Первой на допрос вызвали Немкову. Когда привели обратно: она едва добрела до своего угла. Сурово рассказывала:
— Я им и говорю: «Вот вы о боге твердите, а обращаетесь с человеком хуже, чем со скотиной…» Плетью нас не возьмешь, зря стараются. Что сделано — сделано. Жалею, что не довелось сделать больше…
Тень маятником покачивалась на стене. Это Надежда Кознина. Долго крепилась, но громко разрыдалась, вспомнив свою малышку. Дверь сильным рывком распахнулась. Полицмейстер Молотков крикнул с порога:
— Что за базар! Это ты, Кознина, воешь?.. Плачь не плачь — поздно. Скажи спасибо брату. Он вас предал.
Бургомистр Моновский тоже протиснулся в дверь.
— Ай-ай-яй! Какие все хорошие люди! Да-да! Один виноват, а помирать всем придется…
Захлопнулась дверь. Надежда Ивановна вскрикнула и упала без чувств.
— Нет! Не верю!..
Женщины обернулись к темному углу.
— Что ты сказала, Анна?
— С чего бы Митьке и Моновскому жалеть нас? Коммуниста хотят очернить. Вот, дескать, за кем пошли. Пристращать хотят: дескать, отпирайтесь не отпирайтесь…
Пришел час, которого мучительно ждали женщины: Нину Павловну вызвали на допрос. Она твердо встала. Положила руки на голову сына, потом положила на плечо. Он понял ее: не заплакал, не бросился целовать, только крепко сжал похолодевшие ладони матери.
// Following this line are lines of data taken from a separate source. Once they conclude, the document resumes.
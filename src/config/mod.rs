//! Application Configuration
//!
//! Run settings stored in TOML format.

use anyhow::Result;
use serde::{Deserialize, Serialize};
use std::path::{Path, PathBuf};

/// Application settings
#[derive(Debug, Clone, Default, Serialize, Deserialize)]
pub struct AppConfig {
    /// Storage locations
    pub storage: StorageConfig,
    /// Annotation settings
    pub annotation: AnnotationConfig,
}

/// Where the registry table, crop artifacts, and annotated frames go.
#[derive(Debug, Clone, Serialize, Deserialize)]
pub struct StorageConfig {
    /// Registry table, loaded at start if present and rewritten at the end
    pub registry_path: PathBuf,
    /// Directory for first-sighting crop artifacts
    pub crops_dir: PathBuf,
    /// Directory for annotated copies of the input frames
    pub output_dir: PathBuf,
}

impl Default for StorageConfig {
    fn default() -> Self {
        Self {
            registry_path: PathBuf::from("detected_plates.csv"),
            crops_dir: PathBuf::from("plates"),
            output_dir: PathBuf::from("processed"),
        }
    }
}

/// Annotation settings
#[derive(Debug, Clone, Default, Serialize, Deserialize)]
pub struct AnnotationConfig {
    /// TTF font for the text label; common system fonts are tried when
    /// unset, and the label is skipped when none is found
    pub font_path: Option<PathBuf>,
}

/// Load configuration from file
pub fn load_config(path: &Path) -> Result<AppConfig> {
    let content = std::fs::read_to_string(path)?;
    let config: AppConfig = toml::from_str(&content)?;
    Ok(config)
}

/// Save configuration to file
pub fn save_config(config: &AppConfig, path: &Path) -> Result<()> {
    let content = toml::to_string_pretty(config)?;
    std::fs::write(path, content)?;
    Ok(())
}
//! End-to-end run over a set of input frames.
//!
//! Strictly frame-sequential: each image is fully processed, every
//! detection in recognizer order, before the next one begins. The registry
//! is the only state carried across frames and is rewritten to disk once,
//! after the last input.

use std::ffi::OsStr;
use std::path::{Path, PathBuf};

use anyhow::{Context, Result};
use chrono::Local;
use tracing::{info, warn};

use crate::annotate::Annotator;
use crate::config::AppConfig;
use crate::crop::CropWriter;
use crate::processor::ObservationProcessor;
use crate::recognizer::{ManifestRecognizer, TextRecognizer};
use crate::registry::{store, PlateRegistry};

const IMAGE_EXTENSIONS: [&str; 3] = ["jpg", "jpeg", "png"];

/// Process `inputs` in order against the configured registry.
pub fn run(config: &AppConfig, inputs: &[PathBuf]) -> Result<()> {
    let registry_path = &config.storage.registry_path;
    let registry = if registry_path.exists() {
        let rows = store::load_registry(registry_path)
            .with_context(|| format!("failed to load registry table {:?}", registry_path))?;
        info!("loaded {} known plates from {:?}", rows.len(), registry_path);
        PlateRegistry::load(rows)
    } else {
        info!("no registry table at {:?}, starting fresh", registry_path);
        PlateRegistry::new()
    };

    let crops = CropWriter::new(&config.storage.crops_dir)?;
    let annotator = Annotator::new(config.annotation.font_path.as_deref());
    let mut processor = ObservationProcessor::new(registry, crops, annotator);

    std::fs::create_dir_all(&config.storage.output_dir).with_context(|| {
        format!("failed to create output directory {:?}", config.storage.output_dir)
    })?;

    for path in inputs {
        if !is_image(path) {
            warn!("skipping non-image input {:?}", path);
            continue;
        }
        if let Err(e) = process_file(&mut processor, config, path) {
            warn!("failed to process {:?}: {e:#}", path);
        }
    }

    let registry = processor.into_registry();
    store::save_registry(registry_path, registry.snapshot())
        .with_context(|| format!("failed to rewrite registry table {:?}", registry_path))?;
    info!("registry rewritten: {} plates in {:?}", registry.len(), registry_path);

    Ok(())
}

/// Process a single frame: load, recognize, observe, save annotated copy.
fn process_file(
    processor: &mut ObservationProcessor,
    config: &AppConfig,
    path: &Path,
) -> Result<()> {
    let source = path
        .file_name()
        .and_then(OsStr::to_str)
        .unwrap_or("unknown")
        .to_string();

    let mut frame = image::open(path)
        .with_context(|| format!("failed to load image {:?}", path))?
        .to_rgb8();

    let recognizer = ManifestRecognizer::for_image(path)?;
    let detections = recognizer.detect(&frame)?;
    info!("{}: {} detections", source, detections.len());

    processor.process(&mut frame, &source, &detections, Local::now().naive_local());

    let out_path = config.storage.output_dir.join(format!("processed_{source}"));
    frame
        .save(&out_path)
        .with_context(|| format!("failed to save annotated frame {:?}", out_path))?;

    Ok(())
}

fn is_image(path: &Path) -> bool {
    path.extension()
        .and_then(OsStr::to_str)
        .map(|ext| IMAGE_EXTENSIONS.iter().any(|e| ext.eq_ignore_ascii_case(e)))
        .unwrap_or(false)
}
Сединг и Шпицке над чем-то смеялись, делали вид, что не замечают вошедшую седую женщину: пусть осмотрится! На столе резиновая плеть, — хвостатка распласталась своими свинцовыми наконечниками.
С трудом вспоминая чужой язык, пощелкивая длинными пальцами музыканта, переводчик гестапо Сединг сказал, что разговор с мадам Васильевой мог бы, кажется, происходить и в иной обстановке. Сама мадам в этом виновата, не правда ли? Зачем толкает она мужиков и баб против нового порядка?
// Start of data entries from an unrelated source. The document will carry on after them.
//! Text recognizer contract and a sidecar replay implementation.
//!
//! The recognizer itself is an external collaborator: the core only needs
//! an ordered list of (polygon, text, confidence) fragments per frame and
//! makes no assumptions about their order or count.

use std::path::Path;

use anyhow::{Context, Result};
use image::RgbImage;
use serde::{Deserialize, Serialize};

/// One recognized text fragment from a frame.
#[derive(Debug, Clone, Serialize, Deserialize)]
pub struct Detection {
    /// Bounding polygon points, in recognizer order
    pub points: Vec<(f32, f32)>,
    /// Raw recognized text, before normalization
    pub text: String,
    /// Recognition confidence (0.0 - 1.0)
    pub confidence: f32,
}

/// Source of recognized text fragments for a frame.
pub trait TextRecognizer {
    fn detect(&self, frame: &RgbImage) -> Result<Vec<Detection>>;
}

/// Replays recorded recognizer output from a JSON sidecar file.
///
/// Looks for `<image stem>.detections.json` next to the input image; a
/// missing sidecar means the frame had no detections. This is the stand-in
/// for a live OCR engine, which stays outside the core.
pub struct ManifestRecognizer {
    detections: Vec<Detection>,
}

impl ManifestRecognizer {
    pub fn for_image(image_path: &Path) -> Result<Self> {
        let sidecar = image_path.with_extension("detections.json");
        if !sidecar.exists() {
            return Ok(Self { detections: Vec::new() });
        }

        let content = std::fs::read_to_string(&sidecar)
            .with_context(|| format!("failed to read detection sidecar {:?}", sidecar))?;
        let detections = serde_json::from_str(&content)
            .with_context(|| format!("malformed detection sidecar {:?}", sidecar))?;
        Ok(Self { detections })
    }
}

impl TextRecognizer for ManifestRecognizer {
    fn detect(&self, _frame: &RgbImage) -> Result<Vec<Detection>> {
        Ok(self.detections.clone())
    }
}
— Эти мужики, эти бабы, как вам угодно было их назвать, совершили социалистическую революцию.
Обершарфюрер Шпицке понял только последние слова, потянулся к плетке.
— Мы все же взываем к вашему… фэрнунтигэйт… как это по-русски?.. Благому разумию.
Переводчик изложил три условия помилования. Указать нахождение военного преступника, некоего Васькина. Публично в школе признать, что армия великой Германии есть освободительница России. В дальнейшем активно сотрудничать с новой администрацией.
Седая женщина чуть выше подняла голову.
— Или мадам имеет желание… э-э… пострадать и быть зачислена в лик святых… советских святых?
Нина Павловна медленно покачала головой.
— Я — простая учительница. Безвестно жила. Безвестно умру. Можно терзать тело, душа — сильнее…
Сединг расхохотался:
— Сильнее этой штуки?! — Он взял в руки хвостатку, разглядывая ее, будто впервые увидел, и так и этак повертывал.
Обер-лейтенант расстегнул мундир, встал. Он понял, к чему клонится разговор. Но Сединг заговорил с ним по-немецки. Эта фанатичка отрицает, что инстинктом самосохранения проникнуто все живое. Она не верит, что все держится страхом. Нина Павловна расслышала в его быстрой, захлебывающейся речи дважды произнесенное слово «зоон».
Сын!
Мальчик, ее милый, родной!.. Только не его, что угодно!.. Мальчик, ее мальчик!.. Что болтает этот лощеный немец?
Сединг шагнул к двери, обернулся, сказал:
— Посмотрим, что вы сейчас запоете. Или у вас иные понятия… лихтэ Муттэршарфт… светлого материнства?..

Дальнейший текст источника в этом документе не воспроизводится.